(Saved data entries)
• • •

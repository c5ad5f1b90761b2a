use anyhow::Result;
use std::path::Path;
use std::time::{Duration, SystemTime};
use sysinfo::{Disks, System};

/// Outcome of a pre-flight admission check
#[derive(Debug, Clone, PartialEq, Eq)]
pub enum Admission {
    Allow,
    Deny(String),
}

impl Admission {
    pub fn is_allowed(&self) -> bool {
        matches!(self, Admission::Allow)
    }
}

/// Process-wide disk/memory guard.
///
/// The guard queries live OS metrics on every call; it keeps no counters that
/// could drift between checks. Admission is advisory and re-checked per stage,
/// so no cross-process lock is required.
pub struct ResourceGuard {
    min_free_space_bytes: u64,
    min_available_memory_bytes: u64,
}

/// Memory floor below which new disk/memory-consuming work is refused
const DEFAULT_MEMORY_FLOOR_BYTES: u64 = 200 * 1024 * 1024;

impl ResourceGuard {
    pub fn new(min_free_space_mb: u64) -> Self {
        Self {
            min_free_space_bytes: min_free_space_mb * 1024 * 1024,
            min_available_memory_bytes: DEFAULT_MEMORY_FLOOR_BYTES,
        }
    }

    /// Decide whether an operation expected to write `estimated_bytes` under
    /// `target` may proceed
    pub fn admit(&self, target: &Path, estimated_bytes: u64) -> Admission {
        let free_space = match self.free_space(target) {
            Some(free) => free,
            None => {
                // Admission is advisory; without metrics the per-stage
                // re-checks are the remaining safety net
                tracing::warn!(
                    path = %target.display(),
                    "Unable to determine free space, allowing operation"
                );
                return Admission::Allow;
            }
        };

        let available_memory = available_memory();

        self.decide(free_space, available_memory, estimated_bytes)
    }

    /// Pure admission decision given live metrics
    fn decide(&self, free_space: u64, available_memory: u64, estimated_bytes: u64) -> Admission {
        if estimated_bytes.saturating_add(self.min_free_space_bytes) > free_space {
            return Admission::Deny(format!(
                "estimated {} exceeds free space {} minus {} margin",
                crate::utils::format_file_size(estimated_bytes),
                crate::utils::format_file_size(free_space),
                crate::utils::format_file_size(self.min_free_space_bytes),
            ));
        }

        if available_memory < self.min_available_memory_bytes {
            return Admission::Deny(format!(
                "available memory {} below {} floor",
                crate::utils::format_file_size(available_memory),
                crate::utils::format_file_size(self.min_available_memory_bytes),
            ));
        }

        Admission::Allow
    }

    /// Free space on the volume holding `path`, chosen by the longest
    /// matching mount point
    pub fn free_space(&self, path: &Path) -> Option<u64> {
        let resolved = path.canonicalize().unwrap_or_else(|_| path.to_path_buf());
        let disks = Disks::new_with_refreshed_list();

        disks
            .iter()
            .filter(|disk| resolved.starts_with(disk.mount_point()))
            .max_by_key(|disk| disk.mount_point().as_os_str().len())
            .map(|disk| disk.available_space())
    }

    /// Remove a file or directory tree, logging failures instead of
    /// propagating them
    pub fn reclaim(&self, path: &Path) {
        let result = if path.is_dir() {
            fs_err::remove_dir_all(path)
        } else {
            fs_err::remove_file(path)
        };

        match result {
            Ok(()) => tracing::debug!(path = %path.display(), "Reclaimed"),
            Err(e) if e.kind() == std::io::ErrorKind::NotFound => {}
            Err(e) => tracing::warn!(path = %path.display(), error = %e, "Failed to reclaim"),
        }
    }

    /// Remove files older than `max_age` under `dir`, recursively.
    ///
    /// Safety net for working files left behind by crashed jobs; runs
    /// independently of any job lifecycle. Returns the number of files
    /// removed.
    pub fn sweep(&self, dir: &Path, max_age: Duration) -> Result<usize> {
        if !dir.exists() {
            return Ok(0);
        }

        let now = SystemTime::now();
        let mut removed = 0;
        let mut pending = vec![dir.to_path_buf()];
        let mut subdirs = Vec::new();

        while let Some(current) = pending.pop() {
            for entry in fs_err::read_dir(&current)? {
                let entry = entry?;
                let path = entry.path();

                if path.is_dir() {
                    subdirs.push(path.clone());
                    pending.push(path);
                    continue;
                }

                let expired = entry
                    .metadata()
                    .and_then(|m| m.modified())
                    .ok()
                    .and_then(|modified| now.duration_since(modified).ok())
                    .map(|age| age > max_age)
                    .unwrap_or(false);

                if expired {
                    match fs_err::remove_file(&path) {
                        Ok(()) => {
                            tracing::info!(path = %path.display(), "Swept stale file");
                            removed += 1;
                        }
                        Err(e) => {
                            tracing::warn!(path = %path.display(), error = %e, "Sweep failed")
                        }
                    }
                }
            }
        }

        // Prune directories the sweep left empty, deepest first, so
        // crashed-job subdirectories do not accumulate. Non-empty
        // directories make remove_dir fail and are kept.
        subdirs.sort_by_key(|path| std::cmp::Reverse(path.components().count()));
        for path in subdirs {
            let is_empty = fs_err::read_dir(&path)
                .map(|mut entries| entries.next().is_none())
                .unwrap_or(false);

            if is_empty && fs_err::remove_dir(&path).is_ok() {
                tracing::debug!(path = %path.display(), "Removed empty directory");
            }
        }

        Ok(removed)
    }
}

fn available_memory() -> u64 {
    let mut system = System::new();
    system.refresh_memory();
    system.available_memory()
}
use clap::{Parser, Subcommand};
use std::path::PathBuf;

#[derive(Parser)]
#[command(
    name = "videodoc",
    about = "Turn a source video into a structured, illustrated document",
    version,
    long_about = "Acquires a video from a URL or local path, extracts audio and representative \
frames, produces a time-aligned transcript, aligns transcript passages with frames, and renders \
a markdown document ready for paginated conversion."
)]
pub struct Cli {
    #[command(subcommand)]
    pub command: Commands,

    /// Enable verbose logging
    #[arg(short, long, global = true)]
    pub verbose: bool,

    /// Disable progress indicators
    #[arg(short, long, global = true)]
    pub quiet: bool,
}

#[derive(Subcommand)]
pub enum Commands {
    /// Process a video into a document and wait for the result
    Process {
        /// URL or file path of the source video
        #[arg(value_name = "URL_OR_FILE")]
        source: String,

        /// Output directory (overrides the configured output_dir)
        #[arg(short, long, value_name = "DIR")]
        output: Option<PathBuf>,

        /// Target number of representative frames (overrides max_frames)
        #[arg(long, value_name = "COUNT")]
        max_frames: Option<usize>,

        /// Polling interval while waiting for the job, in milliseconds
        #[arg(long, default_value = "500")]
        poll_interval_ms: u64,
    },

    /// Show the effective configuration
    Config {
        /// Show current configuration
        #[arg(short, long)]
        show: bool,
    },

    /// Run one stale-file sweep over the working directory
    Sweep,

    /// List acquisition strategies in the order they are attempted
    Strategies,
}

• • •

◆ Work task
Could you print exactly the lines from the one containing "job, in milliseconds" through the last line of the records above?

◆ Answer to the exercise
        /// Polling interval while waiting for the job, in milliseconds
        #[arg(long, default_value = "500")]
        poll_interval_ms: u64,
    },

    /// Show the effective configuration
    Config {
        /// Show current configuration
        #[arg(short, long)]
        show: bool,
    },

    /// Run one stale-file sweep over the working directory
    Sweep,

    /// List acquisition strategies in the order they are attempted
    Strategies,
}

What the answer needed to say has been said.